Beginning with the first line of the entries below, quote each line until you reach and include the line with "one complete type.".
+===+
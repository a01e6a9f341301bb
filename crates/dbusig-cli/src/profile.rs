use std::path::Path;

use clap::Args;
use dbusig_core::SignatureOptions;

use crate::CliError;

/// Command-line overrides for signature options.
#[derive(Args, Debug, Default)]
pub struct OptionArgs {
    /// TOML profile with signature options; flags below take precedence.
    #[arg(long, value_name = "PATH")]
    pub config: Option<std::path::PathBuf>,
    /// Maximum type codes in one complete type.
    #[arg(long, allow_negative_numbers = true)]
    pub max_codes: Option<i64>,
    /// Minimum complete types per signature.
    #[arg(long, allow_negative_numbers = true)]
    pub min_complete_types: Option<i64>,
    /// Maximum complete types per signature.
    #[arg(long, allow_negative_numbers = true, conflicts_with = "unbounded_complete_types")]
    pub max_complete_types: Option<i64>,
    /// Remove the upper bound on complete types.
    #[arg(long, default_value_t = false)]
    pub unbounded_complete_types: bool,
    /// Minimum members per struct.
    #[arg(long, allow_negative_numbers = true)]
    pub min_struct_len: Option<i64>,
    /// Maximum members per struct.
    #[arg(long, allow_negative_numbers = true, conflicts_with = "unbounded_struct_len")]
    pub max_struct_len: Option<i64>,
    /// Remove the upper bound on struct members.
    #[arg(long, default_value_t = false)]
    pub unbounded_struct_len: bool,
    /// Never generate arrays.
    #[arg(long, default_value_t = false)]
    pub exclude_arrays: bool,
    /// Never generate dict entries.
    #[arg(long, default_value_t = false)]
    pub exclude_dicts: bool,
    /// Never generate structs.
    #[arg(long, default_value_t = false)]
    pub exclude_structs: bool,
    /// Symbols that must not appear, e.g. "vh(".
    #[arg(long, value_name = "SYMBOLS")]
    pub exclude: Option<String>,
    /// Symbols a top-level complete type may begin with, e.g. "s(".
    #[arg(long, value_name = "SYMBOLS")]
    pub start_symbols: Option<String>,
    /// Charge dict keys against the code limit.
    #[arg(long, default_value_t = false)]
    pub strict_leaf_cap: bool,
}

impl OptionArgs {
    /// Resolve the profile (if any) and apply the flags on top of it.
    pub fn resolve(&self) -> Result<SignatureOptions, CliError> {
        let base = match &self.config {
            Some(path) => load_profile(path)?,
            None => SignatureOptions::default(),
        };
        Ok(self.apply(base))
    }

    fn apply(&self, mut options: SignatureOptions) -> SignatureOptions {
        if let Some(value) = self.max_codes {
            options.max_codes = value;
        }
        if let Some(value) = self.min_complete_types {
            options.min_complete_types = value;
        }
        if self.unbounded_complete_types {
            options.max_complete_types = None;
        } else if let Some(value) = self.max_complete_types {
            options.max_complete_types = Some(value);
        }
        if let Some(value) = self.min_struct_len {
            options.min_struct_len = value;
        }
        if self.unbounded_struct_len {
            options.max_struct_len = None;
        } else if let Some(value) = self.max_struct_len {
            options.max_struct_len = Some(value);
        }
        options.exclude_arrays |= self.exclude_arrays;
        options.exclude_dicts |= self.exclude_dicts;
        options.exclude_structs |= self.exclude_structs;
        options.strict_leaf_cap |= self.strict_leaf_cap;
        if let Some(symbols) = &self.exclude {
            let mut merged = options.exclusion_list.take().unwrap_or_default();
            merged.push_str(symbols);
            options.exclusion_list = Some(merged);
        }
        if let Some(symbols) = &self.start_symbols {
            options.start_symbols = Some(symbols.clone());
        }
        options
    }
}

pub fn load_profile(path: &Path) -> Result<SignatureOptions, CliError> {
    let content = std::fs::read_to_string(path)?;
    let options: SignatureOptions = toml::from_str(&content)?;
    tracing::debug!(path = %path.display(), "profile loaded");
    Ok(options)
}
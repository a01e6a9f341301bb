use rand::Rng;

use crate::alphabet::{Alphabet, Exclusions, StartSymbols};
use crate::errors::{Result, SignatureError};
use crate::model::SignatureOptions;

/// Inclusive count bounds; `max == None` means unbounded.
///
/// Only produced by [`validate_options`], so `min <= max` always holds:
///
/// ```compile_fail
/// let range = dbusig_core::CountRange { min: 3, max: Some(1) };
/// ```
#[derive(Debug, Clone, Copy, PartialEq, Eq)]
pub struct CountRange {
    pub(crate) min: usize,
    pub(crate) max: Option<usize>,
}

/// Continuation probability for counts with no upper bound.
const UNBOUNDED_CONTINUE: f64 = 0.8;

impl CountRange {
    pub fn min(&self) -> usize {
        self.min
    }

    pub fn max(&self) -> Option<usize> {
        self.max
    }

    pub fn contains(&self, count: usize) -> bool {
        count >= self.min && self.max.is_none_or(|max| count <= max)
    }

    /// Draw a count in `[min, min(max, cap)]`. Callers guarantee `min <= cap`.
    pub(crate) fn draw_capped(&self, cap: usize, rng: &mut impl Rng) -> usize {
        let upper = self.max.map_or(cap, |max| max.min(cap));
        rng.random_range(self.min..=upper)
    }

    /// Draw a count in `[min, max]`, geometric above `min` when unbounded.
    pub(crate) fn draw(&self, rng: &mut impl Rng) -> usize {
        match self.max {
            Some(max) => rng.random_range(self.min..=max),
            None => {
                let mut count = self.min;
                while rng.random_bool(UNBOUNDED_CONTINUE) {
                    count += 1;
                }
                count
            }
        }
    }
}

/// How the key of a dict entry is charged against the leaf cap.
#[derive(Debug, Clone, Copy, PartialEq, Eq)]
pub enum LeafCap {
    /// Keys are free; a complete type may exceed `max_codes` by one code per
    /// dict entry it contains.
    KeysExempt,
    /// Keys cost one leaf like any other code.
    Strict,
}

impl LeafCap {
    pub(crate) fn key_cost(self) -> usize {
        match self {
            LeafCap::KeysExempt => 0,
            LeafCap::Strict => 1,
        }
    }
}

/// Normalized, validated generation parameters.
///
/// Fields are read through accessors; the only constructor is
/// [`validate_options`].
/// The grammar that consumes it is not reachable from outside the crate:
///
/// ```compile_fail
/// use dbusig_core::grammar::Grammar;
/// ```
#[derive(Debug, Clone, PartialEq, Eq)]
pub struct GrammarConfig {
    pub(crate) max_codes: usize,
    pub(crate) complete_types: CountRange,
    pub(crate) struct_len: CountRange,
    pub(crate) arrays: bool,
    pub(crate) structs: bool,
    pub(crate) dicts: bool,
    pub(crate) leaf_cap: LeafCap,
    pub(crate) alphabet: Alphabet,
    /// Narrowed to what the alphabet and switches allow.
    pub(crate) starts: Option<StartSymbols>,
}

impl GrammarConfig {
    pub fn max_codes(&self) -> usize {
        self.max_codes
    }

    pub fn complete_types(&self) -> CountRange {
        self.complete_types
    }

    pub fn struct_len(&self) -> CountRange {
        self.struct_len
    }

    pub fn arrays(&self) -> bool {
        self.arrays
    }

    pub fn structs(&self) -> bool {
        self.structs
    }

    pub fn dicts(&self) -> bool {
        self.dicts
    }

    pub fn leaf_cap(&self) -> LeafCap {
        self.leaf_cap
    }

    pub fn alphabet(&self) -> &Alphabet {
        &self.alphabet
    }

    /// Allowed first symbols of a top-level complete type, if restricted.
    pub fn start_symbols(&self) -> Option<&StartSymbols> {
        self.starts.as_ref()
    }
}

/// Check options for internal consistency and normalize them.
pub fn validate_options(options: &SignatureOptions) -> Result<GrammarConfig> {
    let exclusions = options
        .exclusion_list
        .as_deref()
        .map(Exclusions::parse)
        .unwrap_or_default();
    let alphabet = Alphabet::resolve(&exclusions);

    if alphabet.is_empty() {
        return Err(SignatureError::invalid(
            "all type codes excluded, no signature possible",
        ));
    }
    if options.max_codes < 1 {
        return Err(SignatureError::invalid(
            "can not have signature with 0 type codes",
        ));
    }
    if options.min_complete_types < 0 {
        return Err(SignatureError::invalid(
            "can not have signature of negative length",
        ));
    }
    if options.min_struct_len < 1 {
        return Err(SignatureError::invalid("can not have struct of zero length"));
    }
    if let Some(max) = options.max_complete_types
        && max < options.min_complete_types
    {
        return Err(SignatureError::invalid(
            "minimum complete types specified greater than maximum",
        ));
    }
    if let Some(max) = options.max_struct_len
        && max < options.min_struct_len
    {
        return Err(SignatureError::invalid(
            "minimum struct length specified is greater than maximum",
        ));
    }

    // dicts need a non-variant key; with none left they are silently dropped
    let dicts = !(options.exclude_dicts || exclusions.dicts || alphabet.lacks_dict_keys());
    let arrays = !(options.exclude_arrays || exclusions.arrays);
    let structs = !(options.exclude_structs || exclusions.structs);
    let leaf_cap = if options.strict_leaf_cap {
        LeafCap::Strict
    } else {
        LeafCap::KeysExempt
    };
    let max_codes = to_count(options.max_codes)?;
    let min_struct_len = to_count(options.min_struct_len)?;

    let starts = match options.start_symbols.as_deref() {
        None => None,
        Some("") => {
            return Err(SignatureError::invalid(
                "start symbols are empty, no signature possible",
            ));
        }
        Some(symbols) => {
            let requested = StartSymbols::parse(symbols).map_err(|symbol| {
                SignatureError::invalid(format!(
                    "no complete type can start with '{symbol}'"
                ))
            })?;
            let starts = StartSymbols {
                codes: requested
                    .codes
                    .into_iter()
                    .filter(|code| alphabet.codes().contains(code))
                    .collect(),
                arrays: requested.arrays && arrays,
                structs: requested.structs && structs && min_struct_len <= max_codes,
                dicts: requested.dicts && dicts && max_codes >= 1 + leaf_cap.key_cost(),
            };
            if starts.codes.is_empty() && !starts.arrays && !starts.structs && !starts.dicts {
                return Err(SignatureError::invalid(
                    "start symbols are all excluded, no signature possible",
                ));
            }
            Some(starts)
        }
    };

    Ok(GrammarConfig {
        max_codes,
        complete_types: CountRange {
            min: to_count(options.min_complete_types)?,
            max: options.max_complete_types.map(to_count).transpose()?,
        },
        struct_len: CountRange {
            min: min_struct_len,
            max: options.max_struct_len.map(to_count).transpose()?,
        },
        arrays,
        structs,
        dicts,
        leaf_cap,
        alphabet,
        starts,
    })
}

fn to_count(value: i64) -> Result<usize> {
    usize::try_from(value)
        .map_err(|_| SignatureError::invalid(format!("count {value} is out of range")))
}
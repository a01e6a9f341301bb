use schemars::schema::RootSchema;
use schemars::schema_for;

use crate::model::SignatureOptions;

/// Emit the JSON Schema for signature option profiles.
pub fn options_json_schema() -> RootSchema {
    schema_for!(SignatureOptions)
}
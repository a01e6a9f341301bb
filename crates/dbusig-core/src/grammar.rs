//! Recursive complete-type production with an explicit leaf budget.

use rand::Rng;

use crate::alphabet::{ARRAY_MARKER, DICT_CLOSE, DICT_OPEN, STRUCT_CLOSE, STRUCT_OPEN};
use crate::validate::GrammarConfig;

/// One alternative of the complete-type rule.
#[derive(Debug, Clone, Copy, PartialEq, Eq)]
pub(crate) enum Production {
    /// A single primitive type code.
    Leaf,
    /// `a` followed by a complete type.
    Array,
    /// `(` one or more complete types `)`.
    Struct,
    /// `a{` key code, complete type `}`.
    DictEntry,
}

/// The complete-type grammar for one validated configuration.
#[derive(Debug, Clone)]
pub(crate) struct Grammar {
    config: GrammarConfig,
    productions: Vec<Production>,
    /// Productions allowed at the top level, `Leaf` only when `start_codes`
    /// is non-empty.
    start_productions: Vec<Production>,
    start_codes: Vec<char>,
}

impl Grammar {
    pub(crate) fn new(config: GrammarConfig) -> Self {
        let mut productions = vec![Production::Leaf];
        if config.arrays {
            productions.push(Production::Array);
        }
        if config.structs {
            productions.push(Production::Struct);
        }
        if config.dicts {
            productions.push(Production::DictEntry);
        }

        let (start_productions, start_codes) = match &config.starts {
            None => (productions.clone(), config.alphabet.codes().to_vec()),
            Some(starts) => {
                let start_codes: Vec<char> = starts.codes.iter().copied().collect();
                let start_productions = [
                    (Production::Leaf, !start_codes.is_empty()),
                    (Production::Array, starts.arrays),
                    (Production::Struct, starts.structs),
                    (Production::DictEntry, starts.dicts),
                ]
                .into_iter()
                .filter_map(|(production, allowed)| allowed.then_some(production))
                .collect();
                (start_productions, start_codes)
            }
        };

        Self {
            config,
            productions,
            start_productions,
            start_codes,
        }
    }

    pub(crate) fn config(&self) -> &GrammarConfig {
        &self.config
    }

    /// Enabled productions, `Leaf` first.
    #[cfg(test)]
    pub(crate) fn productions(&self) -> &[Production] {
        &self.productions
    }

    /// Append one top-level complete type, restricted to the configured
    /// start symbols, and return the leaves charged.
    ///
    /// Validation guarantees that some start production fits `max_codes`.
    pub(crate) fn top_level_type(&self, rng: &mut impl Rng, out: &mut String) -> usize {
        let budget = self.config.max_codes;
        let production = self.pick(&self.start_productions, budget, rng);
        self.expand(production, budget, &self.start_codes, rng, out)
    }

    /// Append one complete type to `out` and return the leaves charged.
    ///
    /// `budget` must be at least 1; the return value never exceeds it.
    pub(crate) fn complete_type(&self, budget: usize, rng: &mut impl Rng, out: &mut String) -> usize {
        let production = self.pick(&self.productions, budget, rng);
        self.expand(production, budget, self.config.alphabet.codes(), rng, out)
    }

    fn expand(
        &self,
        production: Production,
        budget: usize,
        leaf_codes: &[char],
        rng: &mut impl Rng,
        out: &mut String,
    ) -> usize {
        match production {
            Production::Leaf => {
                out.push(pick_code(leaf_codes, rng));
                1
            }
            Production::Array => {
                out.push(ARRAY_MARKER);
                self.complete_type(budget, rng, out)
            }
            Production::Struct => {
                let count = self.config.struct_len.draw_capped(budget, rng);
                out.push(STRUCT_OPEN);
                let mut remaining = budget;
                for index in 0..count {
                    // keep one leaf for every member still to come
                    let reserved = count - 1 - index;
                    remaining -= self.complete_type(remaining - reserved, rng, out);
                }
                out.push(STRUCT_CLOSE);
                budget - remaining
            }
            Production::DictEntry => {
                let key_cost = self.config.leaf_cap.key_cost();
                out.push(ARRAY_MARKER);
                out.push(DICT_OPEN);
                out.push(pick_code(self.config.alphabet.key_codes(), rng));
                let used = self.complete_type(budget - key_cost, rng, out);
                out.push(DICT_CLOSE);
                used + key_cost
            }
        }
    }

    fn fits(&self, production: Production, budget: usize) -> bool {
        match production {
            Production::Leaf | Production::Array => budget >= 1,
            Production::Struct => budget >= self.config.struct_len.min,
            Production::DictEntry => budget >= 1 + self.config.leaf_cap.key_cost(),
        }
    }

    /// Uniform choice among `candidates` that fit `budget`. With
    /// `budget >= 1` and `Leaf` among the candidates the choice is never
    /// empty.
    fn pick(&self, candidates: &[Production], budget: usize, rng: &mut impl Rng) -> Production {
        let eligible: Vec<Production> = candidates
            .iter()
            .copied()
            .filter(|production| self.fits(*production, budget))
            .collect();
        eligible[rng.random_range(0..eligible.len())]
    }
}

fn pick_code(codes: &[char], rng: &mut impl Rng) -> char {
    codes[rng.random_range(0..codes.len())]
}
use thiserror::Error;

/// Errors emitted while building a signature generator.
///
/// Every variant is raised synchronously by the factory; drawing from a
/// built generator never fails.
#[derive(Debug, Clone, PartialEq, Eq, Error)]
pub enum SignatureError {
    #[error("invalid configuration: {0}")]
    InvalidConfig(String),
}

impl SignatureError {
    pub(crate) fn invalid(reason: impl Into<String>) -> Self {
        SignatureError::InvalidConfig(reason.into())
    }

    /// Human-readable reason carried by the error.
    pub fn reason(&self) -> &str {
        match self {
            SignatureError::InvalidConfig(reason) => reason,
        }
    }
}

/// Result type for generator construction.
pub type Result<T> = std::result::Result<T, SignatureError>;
+===+
#### PROBLEM SOLUTION
repository a01e6a9f341301bb
filename crates/dbusig-cli/src/profile.rs
use std::path::Path;

use clap::Args;
use dbusig_core::SignatureOptions;

use crate::CliError;

/// Command-line overrides for signature options.
#[derive(Args, Debug, Default)]
pub struct OptionArgs {
    /// TOML profile with signature options; flags below take precedence.
    #[arg(long, value_name = "PATH")]
    pub config: Option<std::path::PathBuf>,
    /// Maximum type codes in one complete type.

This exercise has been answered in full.